= The task =
Look below for the line that has "let error = parsed.as_ref().and_then(|body|". Set down the lines from there through the line that has "type MockHandler = Arc<dyn", exactly as written.

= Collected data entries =
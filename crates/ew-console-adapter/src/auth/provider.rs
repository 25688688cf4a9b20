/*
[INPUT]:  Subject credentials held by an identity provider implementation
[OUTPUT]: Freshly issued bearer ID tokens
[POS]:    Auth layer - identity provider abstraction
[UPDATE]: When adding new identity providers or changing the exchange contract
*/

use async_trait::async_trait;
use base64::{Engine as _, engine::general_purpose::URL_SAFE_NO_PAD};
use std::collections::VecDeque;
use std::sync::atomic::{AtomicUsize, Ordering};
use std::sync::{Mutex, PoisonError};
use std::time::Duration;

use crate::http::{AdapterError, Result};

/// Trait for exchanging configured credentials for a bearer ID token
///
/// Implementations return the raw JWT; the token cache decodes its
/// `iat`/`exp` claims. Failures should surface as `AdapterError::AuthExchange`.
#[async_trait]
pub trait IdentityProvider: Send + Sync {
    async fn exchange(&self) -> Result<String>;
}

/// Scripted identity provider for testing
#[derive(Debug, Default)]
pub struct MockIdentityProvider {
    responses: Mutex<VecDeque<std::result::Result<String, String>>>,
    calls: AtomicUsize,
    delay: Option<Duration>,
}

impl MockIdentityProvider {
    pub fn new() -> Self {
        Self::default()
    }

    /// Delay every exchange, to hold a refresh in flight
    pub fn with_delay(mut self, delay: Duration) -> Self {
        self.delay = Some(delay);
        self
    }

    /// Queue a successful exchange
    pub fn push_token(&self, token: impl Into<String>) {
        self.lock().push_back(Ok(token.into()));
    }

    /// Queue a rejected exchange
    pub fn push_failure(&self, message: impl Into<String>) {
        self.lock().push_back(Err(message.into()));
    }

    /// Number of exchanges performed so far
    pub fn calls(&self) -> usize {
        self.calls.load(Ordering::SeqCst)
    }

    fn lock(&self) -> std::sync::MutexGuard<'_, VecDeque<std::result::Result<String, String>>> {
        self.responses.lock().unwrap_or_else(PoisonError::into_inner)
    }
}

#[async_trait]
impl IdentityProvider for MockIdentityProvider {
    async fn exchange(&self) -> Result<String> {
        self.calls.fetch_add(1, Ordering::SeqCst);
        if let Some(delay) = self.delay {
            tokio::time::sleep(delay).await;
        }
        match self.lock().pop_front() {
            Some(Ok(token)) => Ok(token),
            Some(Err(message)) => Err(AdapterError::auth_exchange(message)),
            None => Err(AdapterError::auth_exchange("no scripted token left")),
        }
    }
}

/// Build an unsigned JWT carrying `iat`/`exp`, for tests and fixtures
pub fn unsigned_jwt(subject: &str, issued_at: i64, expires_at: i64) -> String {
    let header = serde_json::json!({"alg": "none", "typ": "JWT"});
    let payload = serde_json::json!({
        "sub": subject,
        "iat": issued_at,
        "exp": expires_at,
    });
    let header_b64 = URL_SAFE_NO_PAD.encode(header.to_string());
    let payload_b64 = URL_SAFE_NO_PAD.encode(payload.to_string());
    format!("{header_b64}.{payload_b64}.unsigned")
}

...

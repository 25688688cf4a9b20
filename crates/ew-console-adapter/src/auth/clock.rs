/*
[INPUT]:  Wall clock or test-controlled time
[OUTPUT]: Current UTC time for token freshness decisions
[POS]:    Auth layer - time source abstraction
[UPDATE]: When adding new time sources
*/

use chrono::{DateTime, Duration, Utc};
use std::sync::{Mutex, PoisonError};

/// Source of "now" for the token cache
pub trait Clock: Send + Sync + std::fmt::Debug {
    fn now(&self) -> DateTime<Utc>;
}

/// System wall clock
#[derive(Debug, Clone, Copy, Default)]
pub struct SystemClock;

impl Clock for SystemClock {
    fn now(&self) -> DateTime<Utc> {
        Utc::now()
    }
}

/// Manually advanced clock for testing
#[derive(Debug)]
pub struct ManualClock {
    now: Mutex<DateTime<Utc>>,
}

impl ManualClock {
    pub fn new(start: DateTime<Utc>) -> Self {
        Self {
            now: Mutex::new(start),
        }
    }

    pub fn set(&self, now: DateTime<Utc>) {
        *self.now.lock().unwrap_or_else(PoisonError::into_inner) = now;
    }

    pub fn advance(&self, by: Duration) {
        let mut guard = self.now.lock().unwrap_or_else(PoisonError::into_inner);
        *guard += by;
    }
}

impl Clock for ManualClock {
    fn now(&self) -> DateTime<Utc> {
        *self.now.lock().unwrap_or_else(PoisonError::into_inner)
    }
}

* * *

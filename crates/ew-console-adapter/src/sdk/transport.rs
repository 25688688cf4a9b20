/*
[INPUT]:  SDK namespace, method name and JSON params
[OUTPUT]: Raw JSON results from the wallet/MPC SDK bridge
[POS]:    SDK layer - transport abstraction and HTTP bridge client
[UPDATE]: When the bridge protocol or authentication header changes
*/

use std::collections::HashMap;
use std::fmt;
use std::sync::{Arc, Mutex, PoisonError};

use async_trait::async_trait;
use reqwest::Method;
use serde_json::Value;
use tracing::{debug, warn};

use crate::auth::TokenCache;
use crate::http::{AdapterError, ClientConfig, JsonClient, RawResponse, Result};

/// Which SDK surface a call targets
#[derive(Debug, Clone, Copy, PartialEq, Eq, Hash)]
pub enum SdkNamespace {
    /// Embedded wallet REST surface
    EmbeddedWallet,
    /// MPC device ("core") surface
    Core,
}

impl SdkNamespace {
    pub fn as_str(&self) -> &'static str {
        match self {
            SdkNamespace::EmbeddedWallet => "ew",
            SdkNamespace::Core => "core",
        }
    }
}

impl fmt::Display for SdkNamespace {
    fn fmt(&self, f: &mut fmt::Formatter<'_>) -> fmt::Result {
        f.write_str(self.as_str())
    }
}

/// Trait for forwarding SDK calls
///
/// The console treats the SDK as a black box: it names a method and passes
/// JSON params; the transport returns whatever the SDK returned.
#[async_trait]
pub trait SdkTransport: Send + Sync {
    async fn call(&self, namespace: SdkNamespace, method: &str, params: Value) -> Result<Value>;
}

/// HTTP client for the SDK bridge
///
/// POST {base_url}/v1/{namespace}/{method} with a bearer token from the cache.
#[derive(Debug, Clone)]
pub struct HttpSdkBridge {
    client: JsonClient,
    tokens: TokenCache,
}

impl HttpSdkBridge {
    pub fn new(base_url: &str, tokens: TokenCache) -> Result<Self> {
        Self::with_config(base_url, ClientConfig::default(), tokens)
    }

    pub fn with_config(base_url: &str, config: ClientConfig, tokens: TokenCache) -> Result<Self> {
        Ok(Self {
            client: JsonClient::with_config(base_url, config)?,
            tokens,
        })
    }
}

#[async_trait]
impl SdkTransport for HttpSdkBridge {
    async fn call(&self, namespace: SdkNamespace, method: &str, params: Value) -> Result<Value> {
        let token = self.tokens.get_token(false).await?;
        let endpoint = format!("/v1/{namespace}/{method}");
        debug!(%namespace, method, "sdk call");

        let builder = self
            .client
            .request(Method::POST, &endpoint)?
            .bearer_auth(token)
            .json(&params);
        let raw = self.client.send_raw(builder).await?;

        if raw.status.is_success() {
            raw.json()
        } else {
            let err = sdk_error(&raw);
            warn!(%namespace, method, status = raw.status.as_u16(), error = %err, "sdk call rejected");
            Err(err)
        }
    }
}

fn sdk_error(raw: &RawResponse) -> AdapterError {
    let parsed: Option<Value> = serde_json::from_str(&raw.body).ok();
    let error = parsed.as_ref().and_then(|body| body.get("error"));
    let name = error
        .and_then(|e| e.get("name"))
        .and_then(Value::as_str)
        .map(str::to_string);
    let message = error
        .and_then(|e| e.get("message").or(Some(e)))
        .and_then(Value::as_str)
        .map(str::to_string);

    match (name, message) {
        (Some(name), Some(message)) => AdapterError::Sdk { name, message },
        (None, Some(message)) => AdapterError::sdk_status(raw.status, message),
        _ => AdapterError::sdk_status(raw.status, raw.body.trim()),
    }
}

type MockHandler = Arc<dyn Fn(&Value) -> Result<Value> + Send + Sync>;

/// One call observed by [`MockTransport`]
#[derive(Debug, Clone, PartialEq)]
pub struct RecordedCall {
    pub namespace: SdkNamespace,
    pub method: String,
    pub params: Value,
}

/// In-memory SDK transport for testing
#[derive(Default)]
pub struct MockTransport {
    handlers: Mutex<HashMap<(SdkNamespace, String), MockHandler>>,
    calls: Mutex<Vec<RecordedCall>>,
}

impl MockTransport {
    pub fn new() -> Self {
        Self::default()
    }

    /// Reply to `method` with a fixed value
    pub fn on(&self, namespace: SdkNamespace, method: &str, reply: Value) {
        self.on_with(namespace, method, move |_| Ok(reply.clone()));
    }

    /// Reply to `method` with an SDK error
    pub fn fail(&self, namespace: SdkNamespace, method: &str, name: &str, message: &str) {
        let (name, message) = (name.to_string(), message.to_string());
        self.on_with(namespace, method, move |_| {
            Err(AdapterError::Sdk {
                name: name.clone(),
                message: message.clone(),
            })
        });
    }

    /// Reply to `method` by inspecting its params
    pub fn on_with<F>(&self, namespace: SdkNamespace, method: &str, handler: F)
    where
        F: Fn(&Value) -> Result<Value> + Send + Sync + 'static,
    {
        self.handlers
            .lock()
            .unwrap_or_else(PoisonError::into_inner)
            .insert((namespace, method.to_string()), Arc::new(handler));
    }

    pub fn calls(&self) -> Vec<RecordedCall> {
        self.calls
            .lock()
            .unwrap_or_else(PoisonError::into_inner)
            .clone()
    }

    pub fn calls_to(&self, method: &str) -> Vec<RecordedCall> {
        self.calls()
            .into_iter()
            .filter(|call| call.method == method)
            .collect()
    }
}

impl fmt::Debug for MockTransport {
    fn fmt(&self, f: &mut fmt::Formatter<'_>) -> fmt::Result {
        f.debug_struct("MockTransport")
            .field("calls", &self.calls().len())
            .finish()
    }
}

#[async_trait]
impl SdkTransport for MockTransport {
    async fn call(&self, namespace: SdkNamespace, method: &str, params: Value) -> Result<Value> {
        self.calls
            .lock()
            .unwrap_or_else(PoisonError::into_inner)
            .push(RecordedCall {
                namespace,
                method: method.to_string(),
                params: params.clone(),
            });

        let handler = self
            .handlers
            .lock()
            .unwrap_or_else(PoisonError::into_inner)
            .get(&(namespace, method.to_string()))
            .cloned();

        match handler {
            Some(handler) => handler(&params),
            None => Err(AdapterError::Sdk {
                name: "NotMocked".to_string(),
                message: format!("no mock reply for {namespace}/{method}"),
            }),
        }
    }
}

= Solved problem =
    let error = parsed.as_ref().and_then(|body| body.get("error"));
    let name = error
        .and_then(|e| e.get("name"))
        .and_then(Value::as_str)
        .map(str::to_string);
    let message = error
        .and_then(|e| e.get("message").or(Some(e)))
        .and_then(Value::as_str)
        .map(str::to_string);

    match (name, message) {
        (Some(name), Some(message)) => AdapterError::Sdk { name, message },
        (None, Some(message)) => AdapterError::sdk_status(raw.status, message),
        _ => AdapterError::sdk_status(raw.status, raw.body.trim()),
    }
}

type MockHandler = Arc<dyn Fn(&Value) -> Result<Value> + Send + Sync>;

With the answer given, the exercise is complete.